L5-L8 just need a facelift. You can do better than "dusty sidewalks." And I think Bukowski didn't lose days, I think he annihilated them. There's always that fight, and I think you can embed that more in there. L9-L12 I already talked about, and I think once you rearrange those awkward moments, the new stuff will help it fall into place, but it's a good arc--S1 is you, S2 is you and Buk, S3 is Buk by himself.

Ending couplets are always the most fun. I think the idea of love/shove can work as is, but "great obstacle" rubs me wrong. I think if you can manifest the "great obstacle" into something concrete--a horse race, a whore, etc--then it'll really have a punch to it.

The main thing is to not cop his tone, but to weave his tone in with yours. Use your colors, but use his brush. I hope some of this helped. Like I said, it's all guesswork anyways.

Marie Marshall link
5/12/2012 06:48:17 am

Well it kinda helped. It's an old poem, finished, no more tinkering, and published several times. Thanks. :)

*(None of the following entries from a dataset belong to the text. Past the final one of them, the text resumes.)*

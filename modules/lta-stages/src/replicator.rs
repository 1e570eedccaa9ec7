//! Replicator: claims a `staged` bundle and puts it to its destination site
//! over whichever [`Transport`] the deployment is wired with (WebDAV,
//! Globus, or GridFTP). Grounded on `globus_replicator.py`/
//! `gridftp_replicator.py`/`fts3_replicator.py`'s shared shape: compute the
//! destination path, start (or resume) the transfer, record the reference.

use std::path::PathBuf;

use async_trait::async_trait;
use lta_client::LtaClient;
use lta_worker::{Outcome, StageHandler, WorkerConfig};
use serde_json::{json, Map, Value};

use crate::error::quarantine_bundle;
use crate::transport::Transport;
use crate::{parse_bundle_status, BundleStatusExt as _};

/// Generic over [`Transport`] and parameterized by `component_type` so the
/// tape-bound `mover` stage can reuse this exact claim/put/patch shape
/// against an [`crate::transport::HpssTransport`] instead of duplicating it.
pub struct Replicator<T: Transport> {
    transport: T,
    component_type: &'static str,
}

impl<T: Transport> Replicator<T> {
    pub fn new(transport: T) -> Self {
        Self { transport, component_type: "replicator" }
    }

    pub fn with_component_type(transport: T, component_type: &'static str) -> Self {
        Self { transport, component_type }
    }
}

#[async_trait]
impl<T: Transport> StageHandler for Replicator<T> {
    fn component_type(&self) -> &'static str {
        self.component_type
    }

    async fn do_work_claim(&self, client: &LtaClient, config: &WorkerConfig) -> anyhow::Result<Outcome> {
        let input_status = parse_bundle_status(config.input_status())?;
        let claimant = config.component_name();
        let bundle = match client
            .pop_bundle(config.source_site(), config.dest_site(), input_status, claimant)
            .await?
        {
            Some(b) => b,
            None => return Ok(Outcome::NothingClaimed),
        };

        let Some(bundle_path) = bundle.bundle_path.clone() else {
            anyhow::bail!("bundle {} has no bundle_path to replicate", bundle.uuid);
        };

        // A transfer_reference already present means a prior claim started
        // the upload and crashed before patching status forward; resume by
        // trusting that reference instead of re-uploading.
        let transfer_reference = if let Some(existing) = &bundle.transfer_reference {
            existing.clone()
        } else {
            let dest_path = format!("{}/{}", bundle.dest, bundle.uuid);
            match self.transport.put(&PathBuf::from(&bundle_path), &dest_path).await {
                Ok(reference) => reference,
                Err(e) => return Ok(quarantine_bundle(bundle.uuid, bundle.status.as_static_str(), &e)),
            }
        };

        let mut patch: Map<String, Value> = Map::new();
        patch.insert("transfer_reference".to_string(), json!(transfer_reference));
        patch.insert("transfer_dest_path".to_string(), json!(format!("{}/{}", bundle.dest, bundle.uuid)));
        patch.insert("status".to_string(), json!(config.output_status().to_lowercase()));
        patch.insert("claimed".to_string(), json!(false));
        client.patch_bundle(bundle.uuid, &patch).await?;
        Ok(Outcome::Successful)
    }
}
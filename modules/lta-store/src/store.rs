//! `Store`: the single point of contact between the REST surface and
//! Postgres. Every handler in `lta-rest` goes through here rather than
//! touching `sqlx` directly, so the query surface stays in one crate.

use chrono::Utc;
use lta_common::{Bundle, BundleStatus, LtaError, Metadata, TransferRequest};
use serde_json::Value;
use sqlx::PgPool;
use uuid::Uuid;

use crate::claim;
use crate::filter::{self, BundleFilter, MetadataFilter, TransferRequestFilter};
use crate::patch::{self, ColumnSpec};
use crate::status::{self, ComponentStatus};

#[derive(Clone)]
pub struct Store {
    pool: PgPool,
}

impl Store {
    pub fn new(pool: PgPool) -> Self {
        Self { pool }
    }

    pub fn pool(&self) -> &PgPool {
        &self.pool
    }

    // -- TransferRequests ------------------------------------------------

    pub async fn create_transfer_request(&self, req: &TransferRequest) -> Result<(), LtaError> {
        sqlx::query(
            r#"
            INSERT INTO transfer_requests
                (uuid, source, dest, path, status, create_timestamp, update_timestamp,
                 claimant, claimed, claim_timestamp, reason)
            VALUES ($1, $2, $3, $4, $5, $6, $7, $8, $9, $10, $11)
            "#,
        )
        .bind(req.uuid)
        .bind(&req.source)
        .bind(&req.dest)
        .bind(&req.path)
        .bind(req.status)
        .bind(req.create_timestamp)
        .bind(req.update_timestamp)
        .bind(&req.claimant)
        .bind(req.claimed)
        .bind(req.claim_timestamp)
        .bind(&req.reason)
        .execute(&self.pool)
        .await?;
        Ok(())
    }

    pub async fn get_transfer_request(&self, uuid: Uuid) -> Result<Option<TransferRequest>, LtaError> {
        let row = sqlx::query_as::<_, TransferRequest>("SELECT * FROM transfer_requests WHERE uuid = $1")
            .bind(uuid)
            .fetch_optional(&self.pool)
            .await?;
        Ok(row)
    }

    pub async fn list_transfer_requests(
        &self,
        filter: &TransferRequestFilter,
    ) -> Result<Vec<TransferRequest>, LtaError> {
        Ok(filter::list_transfer_requests(&self.pool, filter).await?)
    }

    /// Idempotent: deleting an already-absent row is not an error.
    pub async fn delete_transfer_request(&self, uuid: Uuid) -> Result<(), LtaError> {
        sqlx::query("DELETE FROM transfer_requests WHERE uuid = $1")
            .bind(uuid)
            .execute(&self.pool)
            .await?;
        Ok(())
    }

    pub async fn patch_transfer_request(
        &self,
        uuid: Uuid,
        body: &serde_json::Map<String, Value>,
    ) -> Result<u64, LtaError> {
        let columns: Vec<ColumnSpec> = patch::transfer_request_columns();
        Ok(patch::apply_patch(&self.pool, "transfer_requests", "uuid", uuid, &columns, body).await?)
    }

    pub async fn pop_transfer_request(
        &self,
        source: &str,
        claimant: &str,
    ) -> Result<Option<TransferRequest>, LtaError> {
        Ok(claim::pop_transfer_request(&self.pool, source, claimant).await?)
    }

    // -- Bundles -----------------------------------------------------------

    pub async fn create_bundle(&self, bundle: &Bundle) -> Result<(), LtaError> {
        sqlx::query(
            r#"
            INSERT INTO bundles
                (uuid, request, source, dest, path, bundle_path, size, checksum, status,
                 reason, reason_details, transfer_reference, transfer_dest_path,
                 final_dest_location, create_timestamp, update_timestamp,
                 work_priority_timestamp, claimant, claimed, claim_timestamp, original_status)
            VALUES ($1, $2, $3, $4, $5, $6, $7, $8, $9, $10, $11, $12, $13, $14, $15, $16,
                    $17, $18, $19, $20, $21)
            "#,
        )
        .bind(bundle.uuid)
        .bind(bundle.request)
        .bind(&bundle.source)
        .bind(&bundle.dest)
        .bind(&bundle.path)
        .bind(&bundle.bundle_path)
        .bind(bundle.size)
        .bind(&bundle.checksum)
        .bind(bundle.status)
        .bind(&bundle.reason)
        .bind(&bundle.reason_details)
        .bind(&bundle.transfer_reference)
        .bind(&bundle.transfer_dest_path)
        .bind(&bundle.final_dest_location)
        .bind(bundle.create_timestamp)
        .bind(bundle.update_timestamp)
        .bind(bundle.work_priority_timestamp)
        .bind(&bundle.claimant)
        .bind(bundle.claimed)
        .bind(bundle.claim_timestamp)
        .bind(bundle.original_status)
        .execute(&self.pool)
        .await?;
        Ok(())
    }

    pub async fn bulk_create_bundles(&self, bundles: &[Bundle]) -> Result<(), LtaError> {
        for bundle in bundles {
            self.create_bundle(bundle).await?;
        }
        Ok(())
    }

    pub async fn get_bundle(&self, uuid: Uuid) -> Result<Option<Bundle>, LtaError> {
        let row = sqlx::query_as::<_, Bundle>("SELECT * FROM bundles WHERE uuid = $1")
            .bind(uuid)
            .fetch_optional(&self.pool)
            .await?;
        Ok(row)
    }

    pub async fn list_bundles(&self, filter: &BundleFilter) -> Result<Vec<Bundle>, LtaError> {
        Ok(filter::list_bundles(&self.pool, filter).await?)
    }

    pub async fn delete_bundle(&self, uuid: Uuid) -> Result<(), LtaError> {
        sqlx::query("DELETE FROM bundles WHERE uuid = $1")
            .bind(uuid)
            .execute(&self.pool)
            .await?;
        Ok(())
    }

    pub async fn bulk_delete_bundles(&self, uuids: &[Uuid]) -> Result<u64, LtaError> {
        let result = sqlx::query("DELETE FROM bundles WHERE uuid = ANY($1)")
            .bind(uuids)
            .execute(&self.pool)
            .await?;
        Ok(result.rows_affected())
    }

    pub async fn patch_bundle(
        &self,
        uuid: Uuid,
        body: &serde_json::Map<String, Value>,
    ) -> Result<u64, LtaError> {
        let columns: Vec<ColumnSpec> = patch::bundle_columns();
        Ok(patch::apply_patch(&self.pool, "bundles", "uuid", uuid, &columns, body).await?)
    }

    pub async fn bulk_update_bundles(
        &self,
        uuids: &[Uuid],
        body: &serde_json::Map<String, Value>,
    ) -> Result<u64, LtaError> {
        let mut total = 0;
        for uuid in uuids {
            total += self.patch_bundle(*uuid, body).await?;
        }
        Ok(total)
    }

    pub async fn pop_bundle(
        &self,
        source: &str,
        dest: &str,
        status: BundleStatus,
        claimant: &str,
    ) -> Result<Option<Bundle>, LtaError> {
        Ok(claim::pop_bundle(&self.pool, source, dest, status, claimant).await?)
    }

    /// Count non-terminal bundles belonging to `request`, used by the
    /// finisher stage to decide whether a transfer request is complete.
    pub async fn count_nonterminal_bundles(&self, request: Uuid) -> Result<i64, LtaError> {
        let (count,): (i64,) = sqlx::query_as(
            "SELECT COUNT(*) FROM bundles WHERE request = $1 AND status NOT IN ($2, $3)",
        )
        .bind(request)
        .bind(BundleStatus::Finished)
        .bind(BundleStatus::Deleted)
        .fetch_one(&self.pool)
        .await?;
        Ok(count)
    }

    // -- Metadata ------------------------------------------------------------

    pub async fn create_metadata(&self, metadata: &Metadata) -> Result<(), LtaError> {
        sqlx::query("INSERT INTO metadata (uuid, bundle_uuid, file_catalog_uuid) VALUES ($1, $2, $3)")
            .bind(metadata.uuid)
            .bind(metadata.bundle_uuid)
            .bind(metadata.file_catalog_uuid)
            .execute(&self.pool)
            .await?;
        Ok(())
    }

    pub async fn bulk_create_metadata(&self, rows: &[Metadata]) -> Result<(), LtaError> {
        for row in rows {
            self.create_metadata(row).await?;
        }
        Ok(())
    }

    pub async fn list_metadata_for_bundle(&self, bundle_uuid: Uuid) -> Result<Vec<Metadata>, LtaError> {
        let rows = sqlx::query_as::<_, Metadata>("SELECT * FROM metadata WHERE bundle_uuid = $1")
            .bind(bundle_uuid)
            .fetch_all(&self.pool)
            .await?;
        Ok(rows)
    }

    pub async fn list_metadata(&self, filter: &MetadataFilter) -> Result<Vec<Metadata>, LtaError> {
        Ok(filter::list_metadata(&self.pool, filter).await?)
    }

    pub async fn get_metadata(&self, uuid: Uuid) -> Result<Option<Metadata>, LtaError> {
        let row = sqlx::query_as::<_, Metadata>("SELECT * FROM metadata WHERE uuid = $1")
            .bind(uuid)
            .fetch_optional(&self.pool)
            .await?;
        Ok(row)
    }

    /// Idempotent: deleting an already-absent row is not an error.
    pub async fn delete_metadata(&self, uuid: Uuid) -> Result<(), LtaError> {
        sqlx::query("DELETE FROM metadata WHERE uuid = $1")
            .bind(uuid)
            .execute(&self.pool)
            .await?;
        Ok(())
    }

    pub async fn delete_metadata_for_bundle(&self, bundle_uuid: Uuid) -> Result<u64, LtaError> {
        let result = sqlx::query("DELETE FROM metadata WHERE bundle_uuid = $1")
            .bind(bundle_uuid)
            .execute(&self.pool)
            .await?;
        Ok(result.rows_affected())
    }

    pub async fn bulk_delete_metadata(&self, uuids: &[Uuid]) -> Result<u64, LtaError> {
        let result = sqlx::query("DELETE FROM metadata WHERE uuid = ANY($1)")
            .bind(uuids)
            .execute(&self.pool)
            .await?;
        Ok(result.rows_affected())
    }

    // -- Status ----------------------------------------------------------

    pub async fn upsert_status(&self, component: &str, counters: &Value) -> Result<(), LtaError> {
        Ok(status::upsert_status(&self.pool, component, counters).await?)
    }

    pub async fn get_status(&self, component: &str) -> Result<Option<ComponentStatus>, LtaError> {
        Ok(status::get_status(&self.pool, component).await?)
    }

    pub async fn list_statuses(&self) -> Result<Vec<ComponentStatus>, LtaError> {
        Ok(status::list_statuses(&self.pool).await?)
    }

    pub async fn overall_health(&self) -> Result<status::Health, LtaError> {
        let statuses = self.list_statuses().await?;
        Ok(status::overall_health(&statuses, Utc::now()))
    }
}

use std::sync::Arc;

use axum::extract::{Path, Query, State};
use axum::http::StatusCode;
use axum::response::{IntoResponse, Json};
use lta_common::{Bundle, BundleStatus};
use lta_store::filter::BundleFilter;
use serde::Deserialize;
use serde_json::{json, Map, Value};
use uuid::Uuid;

use crate::auth::{AdminAuth, AnyAuth, SystemAuth};
use crate::error::ApiError;
use crate::state::AppState;

#[derive(Deserialize)]
pub struct ListQuery {
    source: Option<String>,
    dest: Option<String>,
    status: Option<String>,
    request: Option<Uuid>,
    location: Option<String>,
    limit: Option<i64>,
}

pub async fn list(
    State(state): State<Arc<AppState>>,
    _auth: AnyAuth,
    Query(q): Query<ListQuery>,
) -> Result<impl IntoResponse, ApiError> {
    let filter = BundleFilter {
        source: q.source,
        dest: q.dest,
        status: q.status,
        request: q.request,
        location: q.location,
        limit: q.limit,
    };
    let results = state.store.list_bundles(&filter).await?;
    Ok(Json(json!({ "results": results })))
}

pub async fn create(
    State(state): State<Arc<AppState>>,
    _auth: AnyAuth,
    Json(bundle): Json<Bundle>,
) -> Result<impl IntoResponse, ApiError> {
    state.store.create_bundle(&bundle).await?;
    Ok((StatusCode::CREATED, Json(json!({ "Bundle": bundle.uuid }))))
}

pub async fn get_one(
    State(state): State<Arc<AppState>>,
    _auth: AnyAuth,
    Path(uuid): Path<Uuid>,
) -> Result<impl IntoResponse, ApiError> {
    let bundle = state.store.get_bundle(uuid).await?.ok_or(ApiError::NotFound)?;
    Ok(Json(bundle))
}

pub async fn patch_one(
    State(state): State<Arc<AppState>>,
    _auth: AnyAuth,
    Path(uuid): Path<Uuid>,
    Json(body): Json<Value>,
) -> Result<impl IntoResponse, ApiError> {
    let map = body
        .as_object()
        .ok_or_else(|| ApiError::BadRequest("patch body must be a JSON object".to_string()))?;
    if let Some(patched_uuid) = map.get("uuid") {
        if patched_uuid.as_str() != Some(&uuid.to_string()) {
            return Err(ApiError::BadRequest("patch body may not change uuid".to_string()));
        }
    }
    if state.store.get_bundle(uuid).await?.is_none() {
        return Err(ApiError::NotFound);
    }
    state.store.patch_bundle(uuid, map).await?;
    let bundle = state.store.get_bundle(uuid).await?.ok_or(ApiError::NotFound)?;
    Ok(Json(bundle))
}

pub async fn delete_one(
    State(state): State<Arc<AppState>>,
    _auth: AdminAuth,
    Path(uuid): Path<Uuid>,
) -> Result<impl IntoResponse, ApiError> {
    state.store.delete_bundle(uuid).await?;
    Ok(StatusCode::NO_CONTENT)
}

#[derive(Deserialize)]
pub struct PopQuery {
    source: String,
    dest: String,
    status: BundleStatus,
}

pub async fn pop(
    State(state): State<Arc<AppState>>,
    _auth: SystemAuth,
    Query(q): Query<PopQuery>,
    Json(body): Json<Value>,
) -> Result<impl IntoResponse, ApiError> {
    let claimant = body
        .get("claimant")
        .and_then(|v| v.as_str())
        .ok_or_else(|| ApiError::BadRequest("missing claimant field".to_string()))?;
    let claimed = state.store.pop_bundle(&q.source, &q.dest, q.status, claimant).await?;
    Ok(Json(json!({ "bundle": claimed })))
}

#[derive(Deserialize)]
pub struct BulkCreateBody {
    bundles: Vec<Bundle>,
}

pub async fn bulk_create(
    State(state): State<Arc<AppState>>,
    _auth: SystemAuth,
    Json(body): Json<BulkCreateBody>,
) -> Result<impl IntoResponse, ApiError> {
    if body.bundles.is_empty() {
        return Err(ApiError::BadRequest("bundles list must not be empty".to_string()));
    }
    state.store.bulk_create_bundles(&body.bundles).await?;
    let uuids: Vec<Uuid> = body.bundles.iter().map(|b| b.uuid).collect();
    Ok((StatusCode::CREATED, Json(json!({ "bundles": uuids }))))
}

#[derive(Deserialize)]
pub struct BulkUpdateBody {
    bundles: Vec<Uuid>,
    update: Map<String, Value>,
}

pub async fn bulk_update(
    State(state): State<Arc<AppState>>,
    _auth: SystemAuth,
    Json(body): Json<BulkUpdateBody>,
) -> Result<impl IntoResponse, ApiError> {
    if body.bundles.is_empty() {
        return Err(ApiError::BadRequest("bundles list must not be empty".to_string()));
    }
    if body.update.is_empty() {
        return Err(ApiError::BadRequest("update must be a non-empty object".to_string()));
    }
    let count = state.store.bulk_update_bundles(&body.bundles, &body.update).await?;
    Ok(Json(json!({ "bundles": body.bundles, "count": count })))
}

#[derive(Deserialize)]
pub struct BulkDeleteBody {
    bundles: Vec<Uuid>,
}

pub async fn bulk_delete(
    State(state): State<Arc<AppState>>,
    _auth: SystemAuth,
    Json(body): Json<BulkDeleteBody>,
) -> Result<impl IntoResponse, ApiError> {
    if body.bundles.is_empty() {
        return Err(ApiError::BadRequest("bundles list must not be empty".to_string()));
    }
    state.store.bulk_delete_bundles(&body.bundles).await?;
    Ok(Json(json!({ "bundles": body.bundles })))
}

Lines 3, 8, and 9 are perfectly regular but the meter is softened. The thing to remember is that the iambs are definitely not hammer blows but a ripple. You're talking to one who knows, here! ;)

Reply
Werner
5/12/2012 09:18:05 am

I believe you that you know, no doubt! Those ones just stood out to me as a little odd, but I'll be the first to admit that I have no idea about meter. Might be why I hate horses, too.

Reply
Marie Marshall link
5/12/2012 02:54:41 pm

Meter has been around for a long time. Iambic pentameter was devised for Greek drama, but in fact has its origins in the rhythms of ordinary speech. A line of pentameter is easy to commit to memory and to speak within a single breath. It makes a good servant and a bad master - I have seen countless poets who strain to make a sonnet rather than a poem, and the result always betrays that.

I regard my sonnets as apprentice-pieces. I once said of them that now I had proved that I could draw, I was entitled to pickle a shark and call it 'art'. As for 'crowding', a present participle used adjectivally, well, welcome to my native language because that's how it works and how I use it to its fullest extent.

It's okay not to like horses, so long as you don't shoot too many of them.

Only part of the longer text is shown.